Count every line below that holds "contracts". The answer is the number alone.
+ + + + + + +
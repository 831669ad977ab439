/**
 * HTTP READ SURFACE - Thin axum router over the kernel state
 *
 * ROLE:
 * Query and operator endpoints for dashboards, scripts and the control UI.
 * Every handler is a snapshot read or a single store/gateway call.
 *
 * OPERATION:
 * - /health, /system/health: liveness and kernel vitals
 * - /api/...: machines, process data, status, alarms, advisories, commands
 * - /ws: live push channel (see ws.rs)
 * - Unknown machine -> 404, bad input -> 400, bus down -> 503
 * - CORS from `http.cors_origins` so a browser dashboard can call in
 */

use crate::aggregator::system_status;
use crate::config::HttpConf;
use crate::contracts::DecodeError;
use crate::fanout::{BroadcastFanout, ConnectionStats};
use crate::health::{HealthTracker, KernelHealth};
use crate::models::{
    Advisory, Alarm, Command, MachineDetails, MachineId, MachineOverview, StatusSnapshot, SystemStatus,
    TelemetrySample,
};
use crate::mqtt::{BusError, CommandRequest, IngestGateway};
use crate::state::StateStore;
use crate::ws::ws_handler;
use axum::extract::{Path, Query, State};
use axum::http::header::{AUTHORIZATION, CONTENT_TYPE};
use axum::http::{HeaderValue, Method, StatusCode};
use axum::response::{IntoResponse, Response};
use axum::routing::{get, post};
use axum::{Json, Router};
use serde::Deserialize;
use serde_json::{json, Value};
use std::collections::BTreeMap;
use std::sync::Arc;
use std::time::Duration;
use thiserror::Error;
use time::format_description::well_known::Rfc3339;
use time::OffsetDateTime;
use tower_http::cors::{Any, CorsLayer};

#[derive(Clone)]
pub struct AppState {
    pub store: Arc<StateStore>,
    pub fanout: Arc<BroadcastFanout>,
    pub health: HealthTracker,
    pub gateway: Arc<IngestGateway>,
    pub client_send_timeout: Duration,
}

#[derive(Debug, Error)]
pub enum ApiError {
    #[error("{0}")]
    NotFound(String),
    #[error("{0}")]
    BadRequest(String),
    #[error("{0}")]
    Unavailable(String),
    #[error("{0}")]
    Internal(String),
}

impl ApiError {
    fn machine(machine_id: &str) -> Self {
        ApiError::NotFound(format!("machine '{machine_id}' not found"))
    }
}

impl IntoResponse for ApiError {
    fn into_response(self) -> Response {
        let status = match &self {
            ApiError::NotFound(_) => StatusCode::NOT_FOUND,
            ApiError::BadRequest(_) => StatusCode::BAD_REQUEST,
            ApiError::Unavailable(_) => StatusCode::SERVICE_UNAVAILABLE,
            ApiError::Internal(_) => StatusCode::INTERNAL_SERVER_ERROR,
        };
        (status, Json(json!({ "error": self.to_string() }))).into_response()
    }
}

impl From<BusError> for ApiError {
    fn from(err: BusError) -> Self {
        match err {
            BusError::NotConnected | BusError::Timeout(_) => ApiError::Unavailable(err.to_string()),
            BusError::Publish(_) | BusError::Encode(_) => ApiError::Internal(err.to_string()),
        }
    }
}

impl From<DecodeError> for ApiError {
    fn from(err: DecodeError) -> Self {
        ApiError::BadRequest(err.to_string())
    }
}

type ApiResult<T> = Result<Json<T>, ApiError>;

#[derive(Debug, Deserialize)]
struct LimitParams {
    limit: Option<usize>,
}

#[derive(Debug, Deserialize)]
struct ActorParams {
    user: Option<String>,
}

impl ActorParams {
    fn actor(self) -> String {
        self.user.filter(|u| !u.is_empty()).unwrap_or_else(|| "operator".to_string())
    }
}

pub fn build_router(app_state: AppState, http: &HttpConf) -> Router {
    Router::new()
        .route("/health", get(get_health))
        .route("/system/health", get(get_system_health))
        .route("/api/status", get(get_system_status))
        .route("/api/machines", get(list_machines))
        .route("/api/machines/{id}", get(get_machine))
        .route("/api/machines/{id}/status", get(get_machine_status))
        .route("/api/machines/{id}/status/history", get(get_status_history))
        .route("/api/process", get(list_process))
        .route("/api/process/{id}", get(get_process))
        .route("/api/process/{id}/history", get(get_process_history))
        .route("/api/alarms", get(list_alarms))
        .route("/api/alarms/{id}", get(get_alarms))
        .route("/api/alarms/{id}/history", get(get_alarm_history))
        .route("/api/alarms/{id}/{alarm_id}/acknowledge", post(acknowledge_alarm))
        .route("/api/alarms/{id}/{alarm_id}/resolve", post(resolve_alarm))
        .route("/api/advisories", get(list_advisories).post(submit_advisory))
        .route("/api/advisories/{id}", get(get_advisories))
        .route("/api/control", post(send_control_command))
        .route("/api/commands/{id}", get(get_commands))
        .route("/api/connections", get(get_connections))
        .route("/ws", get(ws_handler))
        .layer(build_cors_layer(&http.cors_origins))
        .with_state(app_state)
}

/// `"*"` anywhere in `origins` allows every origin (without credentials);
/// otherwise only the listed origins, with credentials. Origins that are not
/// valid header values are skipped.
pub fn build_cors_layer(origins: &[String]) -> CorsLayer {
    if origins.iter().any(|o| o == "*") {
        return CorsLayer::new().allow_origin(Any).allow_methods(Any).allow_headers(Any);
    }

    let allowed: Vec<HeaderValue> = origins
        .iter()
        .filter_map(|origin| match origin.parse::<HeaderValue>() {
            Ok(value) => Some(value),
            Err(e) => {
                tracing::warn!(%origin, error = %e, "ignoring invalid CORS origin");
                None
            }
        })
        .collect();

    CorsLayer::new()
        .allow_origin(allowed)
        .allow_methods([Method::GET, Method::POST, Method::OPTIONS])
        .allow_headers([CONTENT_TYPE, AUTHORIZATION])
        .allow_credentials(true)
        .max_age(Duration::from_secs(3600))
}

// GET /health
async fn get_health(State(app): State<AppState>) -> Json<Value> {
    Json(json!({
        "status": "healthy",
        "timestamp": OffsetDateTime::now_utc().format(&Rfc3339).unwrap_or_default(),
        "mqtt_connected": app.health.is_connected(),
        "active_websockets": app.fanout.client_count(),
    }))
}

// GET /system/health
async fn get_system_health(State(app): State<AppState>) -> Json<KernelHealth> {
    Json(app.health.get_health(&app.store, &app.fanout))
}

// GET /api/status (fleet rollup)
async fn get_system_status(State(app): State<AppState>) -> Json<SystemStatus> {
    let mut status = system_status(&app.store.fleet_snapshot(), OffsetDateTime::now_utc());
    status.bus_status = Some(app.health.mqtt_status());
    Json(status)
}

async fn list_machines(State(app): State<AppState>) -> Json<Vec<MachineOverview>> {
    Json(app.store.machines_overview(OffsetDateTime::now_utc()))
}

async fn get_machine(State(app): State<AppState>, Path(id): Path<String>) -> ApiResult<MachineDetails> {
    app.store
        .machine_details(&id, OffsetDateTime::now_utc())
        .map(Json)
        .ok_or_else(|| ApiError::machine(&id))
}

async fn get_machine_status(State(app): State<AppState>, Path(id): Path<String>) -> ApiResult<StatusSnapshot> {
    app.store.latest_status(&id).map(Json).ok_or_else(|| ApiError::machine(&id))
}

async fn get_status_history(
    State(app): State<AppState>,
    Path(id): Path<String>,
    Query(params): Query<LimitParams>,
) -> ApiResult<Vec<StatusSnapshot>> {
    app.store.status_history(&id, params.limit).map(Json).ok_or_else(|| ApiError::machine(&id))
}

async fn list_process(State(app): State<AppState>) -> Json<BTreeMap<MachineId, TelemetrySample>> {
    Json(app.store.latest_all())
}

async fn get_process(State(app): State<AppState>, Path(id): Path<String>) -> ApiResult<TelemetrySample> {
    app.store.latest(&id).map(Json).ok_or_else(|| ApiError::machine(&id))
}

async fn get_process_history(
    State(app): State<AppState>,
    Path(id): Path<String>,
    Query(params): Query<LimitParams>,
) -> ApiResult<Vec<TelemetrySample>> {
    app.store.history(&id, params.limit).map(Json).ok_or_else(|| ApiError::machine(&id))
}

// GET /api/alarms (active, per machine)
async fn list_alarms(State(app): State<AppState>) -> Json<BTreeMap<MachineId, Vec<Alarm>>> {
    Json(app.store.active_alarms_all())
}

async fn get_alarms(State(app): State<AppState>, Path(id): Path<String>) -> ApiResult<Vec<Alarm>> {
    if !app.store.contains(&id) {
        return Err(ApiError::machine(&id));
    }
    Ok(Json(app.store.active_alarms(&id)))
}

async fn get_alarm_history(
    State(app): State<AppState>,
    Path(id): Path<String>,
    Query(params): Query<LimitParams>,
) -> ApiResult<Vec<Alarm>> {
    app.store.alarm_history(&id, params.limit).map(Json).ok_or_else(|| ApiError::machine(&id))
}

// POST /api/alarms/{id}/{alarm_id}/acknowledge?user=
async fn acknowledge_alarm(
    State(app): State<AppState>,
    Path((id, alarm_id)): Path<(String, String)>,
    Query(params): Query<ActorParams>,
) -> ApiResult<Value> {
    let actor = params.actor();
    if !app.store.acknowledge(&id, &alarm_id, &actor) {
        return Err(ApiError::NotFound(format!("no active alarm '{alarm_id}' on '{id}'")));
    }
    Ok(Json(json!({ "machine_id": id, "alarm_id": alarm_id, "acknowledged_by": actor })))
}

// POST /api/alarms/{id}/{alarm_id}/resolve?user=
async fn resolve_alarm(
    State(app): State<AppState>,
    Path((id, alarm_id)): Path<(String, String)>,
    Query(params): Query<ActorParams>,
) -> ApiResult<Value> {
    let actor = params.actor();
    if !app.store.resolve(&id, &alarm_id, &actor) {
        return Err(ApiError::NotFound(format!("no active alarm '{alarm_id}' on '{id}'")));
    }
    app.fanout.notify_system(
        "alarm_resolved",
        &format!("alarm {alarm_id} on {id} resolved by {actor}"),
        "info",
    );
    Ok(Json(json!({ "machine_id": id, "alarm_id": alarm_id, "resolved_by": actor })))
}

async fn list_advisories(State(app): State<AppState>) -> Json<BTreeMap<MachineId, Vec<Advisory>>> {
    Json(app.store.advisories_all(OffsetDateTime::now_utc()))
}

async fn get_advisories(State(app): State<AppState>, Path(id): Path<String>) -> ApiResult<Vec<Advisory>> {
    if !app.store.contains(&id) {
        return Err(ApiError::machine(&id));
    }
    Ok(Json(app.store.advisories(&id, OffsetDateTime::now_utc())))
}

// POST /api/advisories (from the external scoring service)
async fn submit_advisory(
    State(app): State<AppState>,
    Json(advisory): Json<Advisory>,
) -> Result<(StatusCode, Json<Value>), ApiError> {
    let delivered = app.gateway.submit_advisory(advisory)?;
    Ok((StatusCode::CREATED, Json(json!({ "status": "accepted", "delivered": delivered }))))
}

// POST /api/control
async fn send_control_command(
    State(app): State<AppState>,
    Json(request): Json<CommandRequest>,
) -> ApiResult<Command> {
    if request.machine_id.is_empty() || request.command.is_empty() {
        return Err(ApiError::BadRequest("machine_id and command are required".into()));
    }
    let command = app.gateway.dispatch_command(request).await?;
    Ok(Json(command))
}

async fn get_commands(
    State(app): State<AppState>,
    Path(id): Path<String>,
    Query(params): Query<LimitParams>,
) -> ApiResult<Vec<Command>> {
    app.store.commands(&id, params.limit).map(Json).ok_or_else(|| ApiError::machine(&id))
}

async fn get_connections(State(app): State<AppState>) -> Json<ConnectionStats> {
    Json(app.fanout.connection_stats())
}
+ + + + + + +
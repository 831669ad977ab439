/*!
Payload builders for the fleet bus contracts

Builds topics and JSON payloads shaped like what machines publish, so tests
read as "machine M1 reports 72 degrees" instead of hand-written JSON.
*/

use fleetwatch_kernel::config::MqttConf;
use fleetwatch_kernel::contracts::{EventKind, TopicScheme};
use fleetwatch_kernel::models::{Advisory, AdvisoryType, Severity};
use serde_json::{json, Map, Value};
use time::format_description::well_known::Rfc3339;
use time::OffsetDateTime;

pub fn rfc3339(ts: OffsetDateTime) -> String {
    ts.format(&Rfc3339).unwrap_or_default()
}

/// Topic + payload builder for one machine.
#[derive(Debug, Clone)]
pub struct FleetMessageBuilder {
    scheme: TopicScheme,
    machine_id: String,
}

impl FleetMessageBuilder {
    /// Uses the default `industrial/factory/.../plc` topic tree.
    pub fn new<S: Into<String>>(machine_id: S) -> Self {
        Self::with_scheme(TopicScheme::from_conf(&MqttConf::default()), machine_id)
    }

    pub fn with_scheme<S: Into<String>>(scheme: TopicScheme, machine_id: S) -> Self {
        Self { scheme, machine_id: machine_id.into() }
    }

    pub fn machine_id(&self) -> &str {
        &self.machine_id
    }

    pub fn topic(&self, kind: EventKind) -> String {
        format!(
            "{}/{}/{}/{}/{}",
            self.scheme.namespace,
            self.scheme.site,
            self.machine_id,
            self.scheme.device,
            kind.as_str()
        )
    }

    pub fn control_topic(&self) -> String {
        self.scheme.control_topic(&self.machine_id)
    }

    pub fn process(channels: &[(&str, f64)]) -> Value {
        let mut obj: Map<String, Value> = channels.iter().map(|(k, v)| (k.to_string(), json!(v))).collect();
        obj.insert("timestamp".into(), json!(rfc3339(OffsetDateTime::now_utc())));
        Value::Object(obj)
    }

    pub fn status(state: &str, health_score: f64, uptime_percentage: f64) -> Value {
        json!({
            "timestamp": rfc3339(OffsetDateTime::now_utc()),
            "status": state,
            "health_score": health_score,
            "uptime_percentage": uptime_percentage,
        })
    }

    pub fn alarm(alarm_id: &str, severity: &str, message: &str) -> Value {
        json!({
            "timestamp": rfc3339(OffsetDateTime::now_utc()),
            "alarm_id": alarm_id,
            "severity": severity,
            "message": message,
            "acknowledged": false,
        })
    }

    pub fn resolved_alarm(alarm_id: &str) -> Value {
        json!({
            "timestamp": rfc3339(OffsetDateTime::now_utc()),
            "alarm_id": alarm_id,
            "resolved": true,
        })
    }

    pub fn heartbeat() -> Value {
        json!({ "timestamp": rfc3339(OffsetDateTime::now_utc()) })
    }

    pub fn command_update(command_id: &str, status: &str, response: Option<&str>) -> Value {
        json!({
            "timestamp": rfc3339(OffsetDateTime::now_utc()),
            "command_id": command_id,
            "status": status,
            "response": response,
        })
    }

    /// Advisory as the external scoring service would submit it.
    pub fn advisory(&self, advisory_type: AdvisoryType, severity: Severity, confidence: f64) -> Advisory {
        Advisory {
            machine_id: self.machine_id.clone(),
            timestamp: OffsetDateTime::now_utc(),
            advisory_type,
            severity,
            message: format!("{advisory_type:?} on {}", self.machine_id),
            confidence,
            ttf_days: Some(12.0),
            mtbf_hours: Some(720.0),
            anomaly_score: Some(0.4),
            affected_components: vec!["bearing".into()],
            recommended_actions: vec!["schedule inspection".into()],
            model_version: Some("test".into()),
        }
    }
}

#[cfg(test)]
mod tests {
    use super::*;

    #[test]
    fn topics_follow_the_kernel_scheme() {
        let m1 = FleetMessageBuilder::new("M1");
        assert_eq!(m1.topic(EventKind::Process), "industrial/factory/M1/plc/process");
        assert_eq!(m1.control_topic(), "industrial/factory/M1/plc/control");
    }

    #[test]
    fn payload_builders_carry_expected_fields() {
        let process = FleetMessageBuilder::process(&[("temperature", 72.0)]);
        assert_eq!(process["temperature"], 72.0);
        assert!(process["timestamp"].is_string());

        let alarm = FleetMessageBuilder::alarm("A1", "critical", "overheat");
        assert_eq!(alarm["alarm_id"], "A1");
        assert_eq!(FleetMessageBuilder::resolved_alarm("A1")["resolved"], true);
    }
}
+ + + + + + +
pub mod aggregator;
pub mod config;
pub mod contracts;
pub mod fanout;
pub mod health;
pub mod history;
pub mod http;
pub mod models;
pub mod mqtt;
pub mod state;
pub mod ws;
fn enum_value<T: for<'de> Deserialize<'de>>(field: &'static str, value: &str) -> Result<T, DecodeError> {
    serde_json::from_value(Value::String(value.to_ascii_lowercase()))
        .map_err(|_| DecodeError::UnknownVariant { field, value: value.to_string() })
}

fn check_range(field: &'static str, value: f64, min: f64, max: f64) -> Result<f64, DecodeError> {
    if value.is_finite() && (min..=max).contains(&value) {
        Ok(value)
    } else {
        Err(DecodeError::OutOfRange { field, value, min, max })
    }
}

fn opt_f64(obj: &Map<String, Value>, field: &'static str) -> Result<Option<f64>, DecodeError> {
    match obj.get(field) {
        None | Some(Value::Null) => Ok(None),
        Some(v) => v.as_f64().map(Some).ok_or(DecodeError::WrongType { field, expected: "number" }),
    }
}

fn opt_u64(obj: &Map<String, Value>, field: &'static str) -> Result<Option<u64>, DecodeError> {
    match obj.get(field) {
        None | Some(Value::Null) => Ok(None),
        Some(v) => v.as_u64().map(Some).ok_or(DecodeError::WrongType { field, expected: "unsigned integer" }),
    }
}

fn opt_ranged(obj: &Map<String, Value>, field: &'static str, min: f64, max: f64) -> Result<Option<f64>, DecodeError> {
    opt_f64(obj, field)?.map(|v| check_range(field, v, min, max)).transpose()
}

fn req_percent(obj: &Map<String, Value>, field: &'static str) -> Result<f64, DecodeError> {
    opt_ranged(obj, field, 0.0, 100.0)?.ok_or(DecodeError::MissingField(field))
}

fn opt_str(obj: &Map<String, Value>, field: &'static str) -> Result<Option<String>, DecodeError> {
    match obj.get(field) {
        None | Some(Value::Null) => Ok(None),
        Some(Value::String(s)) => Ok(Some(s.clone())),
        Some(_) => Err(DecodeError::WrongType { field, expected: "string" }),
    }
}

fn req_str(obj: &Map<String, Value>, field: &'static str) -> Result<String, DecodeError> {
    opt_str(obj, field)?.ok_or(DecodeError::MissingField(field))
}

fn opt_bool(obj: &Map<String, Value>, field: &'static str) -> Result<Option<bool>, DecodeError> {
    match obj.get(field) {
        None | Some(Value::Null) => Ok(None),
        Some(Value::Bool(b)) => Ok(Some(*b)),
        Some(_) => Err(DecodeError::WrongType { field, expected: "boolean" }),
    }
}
+ + + + + + +
> [Result of the exercise]:
4